Ist es in unserer Marktwirtschaft aber nicht selbstverständlich, dass jeder Marktteilnehmer seine Waren und Dienstleistungen präsentieren darf?
Also: Warum Werbeverbot auf dem Friedhof?
Was hat ein Friedhof neben seiner Gesamtheit als Ruhe- und auch Kommunikationszone sowie all den kulturellen Elementen zu bieten? Gräber: Jedes individuell und einzigartig – ein Gedenken, ein Andenken und eine Würdigung der Verstorbenen.
Und wenn ob der Mobilität der Familienmitglieder die Grabpflege in professionelle Hände gegeben werden kann, warum sollen sich diese nicht vor Ort präsentieren? Warum sollen nicht auch Steinmetze und Bestatter vor Ort ihre Prãsenz dokumentieren dürfen? Ich glaube kaum, dass ein seriöser Unternehmer ein aufgehobenes Werbeverbot missbrauchen wird, um mit großen Lettern und Signalfarben mit Schnäppchenangebiten zu werben und den „öffentlichen Raum“ gleich würdigen Ort verschandelt.
Es ist doch im Sinne aller – vielleicht mal mit Ausnahme der Naturbestattungswälder und Seebestatter – wenn unsere Friedhöfe nicht mangels Nachfrage zu machen müssen, oder?
Zuhause angekommen bemühe ich also das Internet und suche in der Friedhofssatzung der Wissenschaftsstadt Darmstadt nach dem oben mehrfach zitierten Werbeverbot.
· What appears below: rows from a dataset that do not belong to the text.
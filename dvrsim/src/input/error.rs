// DvrSim: Distance-Vector Routing Simulator
// Copyright (C) 2021  Tibor Schneider
//
// This program is free software; you can redistribute it and/or modify
// it under the terms of the GNU General Public License as published by
// the Free Software Foundation; either version 2 of the License, or
// (at your option) any later version.
//
// This program is distributed in the hope that it will be useful,
// but WITHOUT ANY WARRANTY; without even the implied warranty of
// MERCHANTABILITY or FITNESS FOR A PARTICULAR PURPOSE.  See the
// GNU General Public License for more details.
//
// You should have received a copy of the GNU General Public License along
// with this program; if not, write to the Free Software Foundation, Inc.,
// 51 Franklin Street, Fifth Floor, Boston, MA 02110-1301 USA.

//! Module that contains the error type for reading topology and event files

use crate::netsim::NetworkError;
use thiserror::Error;

/// Error while reading a topology or an event file
#[derive(Debug, Error)]
pub enum InputError {
    /// File cannot be read
    #[error("IO Error: {0}")]
    IoError(#[from] std::io::Error),
    /// The topology does not start with the number of routers
    #[error("Missing number of routers")]
    MissingRouterCount,
    /// The number of routers is not a positive integer
    #[error("Invalid number of routers on line {line}: {content}")]
    InvalidRouterCount {
        /// Line number (starting at 1)
        line: usize,
        /// Content of the line
        content: String,
    },
    /// A line does not match the expected format
    #[error("Malformed line {line}: {content}")]
    MalformedLine {
        /// Line number (starting at 1)
        line: usize,
        /// Content of the line
        content: String,
    },
    /// The topology or the event is not valid
    #[error("Network Error: {0}")]
    NetworkError(#[from] NetworkError),
}
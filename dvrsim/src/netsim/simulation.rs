// DvrSim: Distance-Vector Routing Simulator
// Copyright (C) 2021  Tibor Schneider
//
// This program is free software; you can redistribute it and/or modify
// it under the terms of the GNU General Public License as published by
// the Free Software Foundation; either version 2 of the License, or
// (at your option) any later version.
//
// This program is distributed in the hope that it will be useful,
// but WITHOUT ANY WARRANTY; without even the implied warranty of
// MERCHANTABILITY or FITNESS FOR A PARTICULAR PURPOSE.  See the
// GNU General Public License for more details.
//
// You should have received a copy of the GNU General Public License along
// with this program; if not, write to the Free Software Foundation, Inc.,
// 51 Franklin Street, Fifth Floor, Boston, MA 02110-1301 USA.

//! # Round Driver
//!
//! This module drives a single simulation run with a single [`Policy`]. The simulation proceeds
//! in synchronous rounds. Round 1 seeds the routing tables with the direct neighbors. In every
//! following round, the driver
//!
//! 1. applies all events scheduled for this round,
//! 2. lets the policy propagate one round of advertisements,
//! 3. recomputes the coordinates of every router (which also computes the dirty flags for the next
//!    round), and
//! 4. checks if the network has converged, or if the routers are counting to infinity.

use crate::netsim::{
    EventSchedule, ForwardingState, HopCount, Network, NetworkError, Policy, SimulationContext,
};
use log::*;

/// Default hop count at which the simulation is aborted, because the routers are counting to
/// infinity.
pub const DEFAULT_HOP_LIMIT: HopCount = 100;

/// State of the round driver
#[derive(Debug, Clone, Copy, PartialEq, Eq, Hash)]
pub enum SimulationState {
    /// Routing tables are not yet seeded
    Setup,
    /// Routers are exchanging advertisements
    Advertising,
    /// No router changed anymore, and no events are left. This state is final.
    Converged,
    /// The hop count limit was reached. This state is final.
    Aborted,
}

impl SimulationState {
    /// Returns true if the state is final
    pub fn is_final(&self) -> bool {
        matches!(self, Self::Converged | Self::Aborted)
    }
}

/// Result of a converged simulation run
#[derive(Debug, Clone, PartialEq)]
pub struct Convergence {
    /// Policy used during the run
    pub policy: Policy,
    /// Round in which no router changed anymore
    pub final_round: usize,
    /// Round of the last applied event, or `0` if no event was applied.
    pub last_event_round: usize,
    /// Forwarding state after convergence
    pub table: ForwardingState,
    /// Forwarding state after every round except the final one, if the trace was recorded.
    pub trace: Option<Vec<(usize, ForwardingState)>>,
}

impl Convergence {
    /// Number of rounds between the last event and the convergence of the network.
    pub fn delay(&self) -> usize {
        self.final_round.saturating_sub(1 + self.last_event_round)
    }
}

/// # Simulation
///
/// A simulation owns its network, its event schedule, and its [`SimulationContext`]. In order to
/// compare different policies on the same input, clone the network and the schedule for every
/// run.
///
/// ```rust
/// # use dvrsim::netsim::{EventSchedule, Network, Policy, Simulation};
/// # fn main() -> Result<(), Box<dyn std::error::Error>> {
/// let mut net = Network::new(3);
/// net.add_link(1, 2, 1)?;
/// net.add_link(2, 3, 1)?;
///
/// let result = Simulation::new(net, EventSchedule::new(), Policy::SplitHorizon)?.run()?;
/// assert_eq!(result.table.get_route(1, 3)?, vec![1, 2, 3]);
/// # Ok(())
/// # }
/// ```
#[derive(Debug, Clone)]
pub struct Simulation {
    net: Network,
    schedule: EventSchedule,
    policy: Policy,
    ctx: SimulationContext,
    hop_limit: HopCount,
    round: usize,
    last_event_round: usize,
    state: SimulationState,
    trace: Option<Vec<(usize, ForwardingState)>>,
}

impl Simulation {
    /// Create a new simulation. All events in the schedule must reference routers of the network.
    pub fn new(
        net: Network,
        schedule: EventSchedule,
        policy: Policy,
    ) -> Result<Self, NetworkError> {
        for event in schedule.iter() {
            net.check_event(event)?;
        }
        let ctx = SimulationContext::new(&net);
        Ok(Self {
            net,
            schedule,
            policy,
            ctx,
            hop_limit: DEFAULT_HOP_LIMIT,
            round: 1,
            last_event_round: 0,
            state: SimulationState::Setup,
            trace: None,
        })
    }

    /// Set the hop count at which the simulation is aborted.
    pub fn with_hop_limit(mut self, hop_limit: HopCount) -> Self {
        self.hop_limit = hop_limit;
        self
    }

    /// Record the forwarding state after each round.
    pub fn with_trace(mut self) -> Self {
        self.trace = Some(Vec::new());
        self
    }

    /// Returns the current state of the simulation
    pub fn state(&self) -> SimulationState {
        self.state
    }

    /// Returns the current round. Round 1 is the setup round.
    pub fn round(&self) -> usize {
        self.round
    }

    /// Returns the policy of this simulation
    pub fn policy(&self) -> Policy {
        self.policy
    }

    /// Returns a reference to the simulated network
    pub fn network(&self) -> &Network {
        &self.net
    }

    /// Returns the dirty flags of the routers
    pub fn context(&self) -> &SimulationContext {
        &self.ctx
    }

    /// Seed the routing tables with the direct neighbors (round 1). Calling this function a
    /// second time has no effect.
    pub fn setup(&mut self) {
        if self.state != SimulationState::Setup {
            return;
        }
        self.net.seed_routing_tables();
        self.state = SimulationState::Advertising;
        self.round = 1;
        if let Some(trace) = self.trace.as_mut() {
            trace.push((1, self.net.get_forwarding_state()));
        }
        debug!("[{}] routing tables seeded", self.policy);
    }

    /// Perform a single round. If the tables are not yet seeded, this performs the setup round.
    /// If the simulation is already in a final state, nothing happens.
    ///
    /// When the hop limit is reached, the simulation enters [`SimulationState::Aborted`], and
    /// [`NetworkError::CountToInfinity`] is returned.
    pub fn step(&mut self) -> Result<SimulationState, NetworkError> {
        match self.state {
            SimulationState::Setup => {
                self.setup();
                return Ok(self.state);
            }
            SimulationState::Converged | SimulationState::Aborted => return Ok(self.state),
            SimulationState::Advertising => {}
        }

        let round = self.round + 1;

        let events = self.schedule.take_events(round);
        if !events.is_empty() {
            self.net.apply_events(&events, &mut self.ctx)?;
            self.last_event_round = round;
        }

        let changed = self.policy.propagate(&mut self.net, &mut self.ctx)?;
        let coordinates_changed = self.net.update_coordinates(&mut self.ctx);
        self.round = round;

        if !changed && !coordinates_changed && !self.schedule.has_pending_events() {
            info!("[{}] converged in round {}", self.policy, round);
            self.state = SimulationState::Converged;
            return Ok(self.state);
        }

        let table = self.net.get_forwarding_state();
        debug!("[{}] round {} finished", self.policy, round);

        if let Some((router, destination, hop_count)) = table.find_hop_count_at_least(self.hop_limit)
        {
            warn!(
                "[{}] count-to-infinity in round {}: router {} reaches {} in {} hops",
                self.policy, round, router, destination, hop_count
            );
            self.state = SimulationState::Aborted;
            return Err(NetworkError::CountToInfinity { round, router, destination, hop_count });
        }

        if let Some(trace) = self.trace.as_mut() {
            trace.push((round, table));
        }

        Ok(self.state)
    }

    /// Run the simulation until it converges. Returns the final forwarding state together with
    /// the convergence delay, or [`NetworkError::CountToInfinity`] if the routers count to
    /// infinity.
    pub fn run(mut self) -> Result<Convergence, NetworkError> {
        while !self.step()?.is_final() {}
        Ok(Convergence {
            policy: self.policy,
            final_round: self.round,
            last_event_round: self.last_event_round,
            table: self.net.get_forwarding_state(),
            trace: self.trace,
        })
    }
}
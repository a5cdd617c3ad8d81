// DvrSim: Distance-Vector Routing Simulator
// Copyright (C) 2021  Tibor Schneider
//
// This program is free software; you can redistribute it and/or modify
// it under the terms of the GNU General Public License as published by
// the Free Software Foundation; either version 2 of the License, or
// (at your option) any later version.
//
// This program is distributed in the hope that it will be useful,
// but WITHOUT ANY WARRANTY; without even the implied warranty of
// MERCHANTABILITY or FITNESS FOR A PARTICULAR PURPOSE.  See the
// GNU General Public License for more details.
//
// You should have received a copy of the GNU General Public License along
// with this program; if not, write to the Free Software Foundation, Inc.,
// 51 Franklin Street, Fifth Floor, Boston, MA 02110-1301 USA.

//! # Triangle Network

use super::ExampleNetwork;
use crate::netsim::{Event, EventSchedule, Network};

/// # Triangle Network
///
/// ```text
/// 1 ---- 2
///  \    /
///   \  /
///    3
/// ```
///
/// All links have weight 1.
pub struct TriangleNet {}

impl ExampleNetwork for TriangleNet {
    fn net(_size: usize) -> Network {
        let mut net = Network::new(3);
        net.add_link(1, 2, 1).unwrap();
        net.add_link(2, 3, 1).unwrap();
        net.add_link(1, 3, 1).unwrap();
        net
    }

    /// # Variant 0
    /// No events
    ///
    /// # Variant 1
    /// The link `1 -- 3` is removed in round 4.
    fn events(variant: usize) -> EventSchedule {
        let mut schedule = EventSchedule::new();
        if variant == 1 {
            schedule.add_event(Event::new(4, 1, 3, -1).unwrap()).unwrap();
        }
        schedule
    }
}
Und, was glaubt ihr? Ich finde es nicht! Vielleicht, weil ich zu blöd bin oder es in der Hausordnung oder sonstwo steht. Oder aber auch, weil es soooo gar nicht da steht. OK, gemäß Satzung ist verboten „Waren aller Art, insbesondere Kränze und Blumen und gewerbliche Dienste, anzubieten“ und „Druckschriften zu verteilen“. Wo kommt das denn her? Hat hier jemand Angst vor fliegenden Hãndlern, wie sie in Kneipen Rosen verkaufen? Wer käme darauf, Steinmetze und Friedhofsgärtner würden „gewerbliche Dienste anbieten“? Ich dachte die machen das nur aus Spaß? Und äh, sind Erinnerungsbilder nicht auch irgendwie „Druckschriften“? Liebe Verwaltungen: Schmeißt das aus Eueren Satzungen raus oder ignoriert das wie Eure Kollegen in Darmstadt!
Oder nutzt den „gewissen Auslegungsspielraum“ und lasst alle Partein an einem Strange ziehen.
Dann ziehe ich den Hut vor jeder Verwaltung, die ein gemeinsames Miteinander der Gewerke für die Zukunft unsere Friedhöfe fördert – oder auch einfach nur zulässt.
Vielleicht taugt diese kleine Ausführung ja auch zur Motivation, an anderem Ort gemeinsam an der Zukunft von Friedhof – und Bestattungskultur – zu arbeiten. Viel Erfolg!